You should write a solution to your problem in a more functional approach.
However, some code in haskell works a lot like imperative looping, take for example state monads, terminal recursivity, until, foldr, etc.
A simple example is the factorial. In C, you would write a loop where in haskell you can for example write fact n = foldr (*) 1 [2..n].
If you've two functions f :: a -> b and g :: b -> c where a, b, and c are types like String or [Int] then you can compose them simply by writing f . b.
If you wish them to loop over a list or vector you could write map (f . g) or V.map (f . g), assuming you've done Import qualified Data.Vector as V.
Example : I wish to print a list of markdown headings like ## <number>. <heading> ## but I need roman numerals numbered from 1 and my list headings has type type [(String,Double)] where the Double is irrelevant.
Import Data.List
Import Text.Numeral.Roman
let fun = zipWith (\a b -> a ++ ". " ++ b ++ "##\n") (map toRoman [1..]) . map fst
fun [("Foo",3.5),("Bar",7.1)]
What the hell does this do?
toRoman turns a number into a string containing the roman numeral. map toRoman does this to every element of a loop. map toRoman [1..] does it to every element of the lazy infinite list [1,2,3,4,..], yielding a lazy infinite list of roman numeral strings
fst :: (a,b) -> a simply extracts the first element of a tuple. map fst throws away our silly Meow information along the entire list.

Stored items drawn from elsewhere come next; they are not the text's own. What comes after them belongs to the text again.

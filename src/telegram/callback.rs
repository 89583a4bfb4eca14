//! Callback routing for the result picker.
//!
//! Callback data protocol:
//!   `pg:{page}`   : show page `page` (0-based)
//!   `cancel`      : close the picker
//!   `sel:{index}` : fulfill the record at global index `index`
//!
//! Every callback is answered exactly once so the client spinner stops.

use std::fmt;

use teloxide::types::{CallbackQueryId, ChatId, MessageId};
use teloxide::RequestError;

use crate::download::pipeline::{fulfill, FulfillmentContext, FulfillmentReport};
use crate::lyrics::SongRecord;
use crate::storage::ResultStore;
use crate::telegram::messenger::Messenger;
use crate::telegram::pagination::PageView;
use crate::telegram::texts;

const NAVIGATE_PREFIX: &str = "pg:";
const SELECT_PREFIX: &str = "sel:";
const CANCEL: &str = "cancel";

/// Parsed callback data of a picker button.
#[derive(Debug, Clone, Copy, PartialEq, Eq)]
pub enum ActionToken {
    Navigate(usize),
    Cancel,
    Select(usize),
}

impl ActionToken {
    /// Parses callback data. Anything unrecognized is `None`.
    pub fn parse(data: &str) -> Option<Self> {
        if data == CANCEL {
            return Some(ActionToken::Cancel);
        }
        if let Some(page) = data.strip_prefix(NAVIGATE_PREFIX) {
            return parse_index(page).map(ActionToken::Navigate);
        }
        if let Some(index) = data.strip_prefix(SELECT_PREFIX) {
            return parse_index(index).map(ActionToken::Select);
        }
        None
    }
}

impl fmt::Display for ActionToken {
    fn fmt(&self, f: &mut fmt::Formatter<'_>) -> fmt::Result {
        match self {
            ActionToken::Navigate(page) => write!(f, "{}{}", NAVIGATE_PREFIX, page),
            ActionToken::Cancel => f.write_str(CANCEL),
            ActionToken::Select(index) => write!(f, "{}{}", SELECT_PREFIX, index),
        }
    }
}

/// Plain ASCII digits only; rejects signs, whitespace and overflow.
fn parse_index(raw: &str) -> Option<usize> {
    if raw.is_empty() || !raw.bytes().all(|b| b.is_ascii_digit()) {
        return None;
    }
    raw.parse().ok()
}

/// Result of looking up a selected index.
#[derive(Debug, Clone, PartialEq)]
pub enum Selection {
    /// The chat has no stored results
    Expired,
    /// The index is outside the stored results
    NotFound,
    Found(SongRecord),
}

pub fn resolve_selection(store: &ResultStore, chat_id: ChatId, index: usize) -> Selection {
    match store.get(chat_id) {
        None => Selection::Expired,
        Some(set) => match set.get(index) {
            Some(record) => Selection::Found(record.clone()),
            None => Selection::NotFound,
        },
    }
}

/// What a routed callback did.
#[derive(Debug, Clone, PartialEq)]
pub enum RouteOutcome {
    /// Unrecognized callback data
    Ignored,
    Cancelled,
    Navigated(usize),
    /// Page outside the stored results; the view stays as it is
    Unchanged,
    Expired,
    NotFound,
    Fulfilled(FulfillmentReport),
}

/// A picker button press.
#[derive(Debug, Clone)]
pub struct PickerCallback<'a> {
    pub callback_id: &'a CallbackQueryId,
    pub chat_id: ChatId,
    /// The picker message the button belongs to
    pub message_id: MessageId,
    pub data: &'a str,
}

/// Interprets a button press and applies its effect.
///
/// Only a failed callback answer is returned as an error; edit and
/// delivery failures are logged and reported to the chat instead.
pub async fn route_action(
    store: &ResultStore,
    ctx: &FulfillmentContext,
    messenger: &dyn Messenger,
    callback: PickerCallback<'_>,
) -> Result<RouteOutcome, RequestError> {
    let PickerCallback {
        callback_id,
        chat_id,
        message_id,
        data,
    } = callback;

    let Some(token) = ActionToken::parse(data) else {
        log::warn!("Ignoring unknown callback data '{}' from chat {}", data, chat_id);
        messenger.answer_callback(callback_id, None).await?;
        return Ok(RouteOutcome::Ignored);
    };

    log::debug!("Callback {} from chat {}", token, chat_id);

    match token {
        ActionToken::Cancel => {
            messenger.answer_callback(callback_id, None).await?;
            edit_view(messenger, chat_id, message_id, texts::CANCELLED, None).await;
            Ok(RouteOutcome::Cancelled)
        }
        ActionToken::Navigate(page) => {
            let Some(set) = store.get(chat_id) else {
                messenger.answer_callback(callback_id, Some(texts::SESSION_EXPIRED)).await?;
                return Ok(RouteOutcome::Expired);
            };
            messenger.answer_callback(callback_id, None).await?;

            let Some(view) = PageView::new(&set, page) else {
                log::debug!("Page {} out of range for chat {} ({} results)", page, chat_id, set.len());
                return Ok(RouteOutcome::Unchanged);
            };
            edit_view(messenger, chat_id, message_id, &view.header(), Some(view.keyboard())).await;
            Ok(RouteOutcome::Navigated(page))
        }
        ActionToken::Select(index) => match resolve_selection(store, chat_id, index) {
            Selection::Expired => {
                messenger.answer_callback(callback_id, Some(texts::SESSION_EXPIRED)).await?;
                Ok(RouteOutcome::Expired)
            }
            Selection::NotFound => {
                messenger.answer_callback(callback_id, Some(texts::SONG_NOT_FOUND)).await?;
                Ok(RouteOutcome::NotFound)
            }
            Selection::Found(record) => {
                messenger.answer_callback(callback_id, None).await?;
                edit_view(messenger, chat_id, message_id, texts::PROCESSING, None).await;
                let report = fulfill(ctx, messenger, chat_id, Some(message_id), record).await;
                Ok(RouteOutcome::Fulfilled(report))
            }
        },
    }
}

async fn edit_view(
    messenger: &dyn Messenger,
    chat_id: ChatId,
    message_id: MessageId,
    text: &str,
    keyboard: Option<teloxide::types::InlineKeyboardMarkup>,
) {
    // Re-rendering the same page is rejected as "message is not modified"
    if let Err(e) = messenger.edit_text(chat_id, message_id, text, keyboard).await {
        log::warn!("Failed to update picker message in chat {}: {}", chat_id, e);
    }
}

\a b -> "##" ++ show a ++ ". " ++ b ++ "##" is a lambda expression that takes two strings and concatenates them together within the desired formatting strings.
zipWith :: (a -> b -> c) -> [a] -> [b] -> [c] takes a two argument function like our lambda expression and feeds it pairs of elements from it's own second and third arguments.
You'll observe that zip, zipWith, etc. only read as much of the lazy infinite list of Roman numerals as needed for the list of headings, meaning I've number my headings without maintaining any counter variable.
Finally, I have declared fun without naming it's argument because the compiler can figure it out from the fact that map fst requires one argument. You'll notice that put a . before my second map too. I could've written (map fst h) or $ map fst h instead if I'd written fun h = ..., but leaving the argument off fun meant I needed to compose it with zipWith after applying zipWith to two arguments of the three arguments zipWith wants.
I'd hope the compiler combines the zipWith and maps into one single loop via inlining.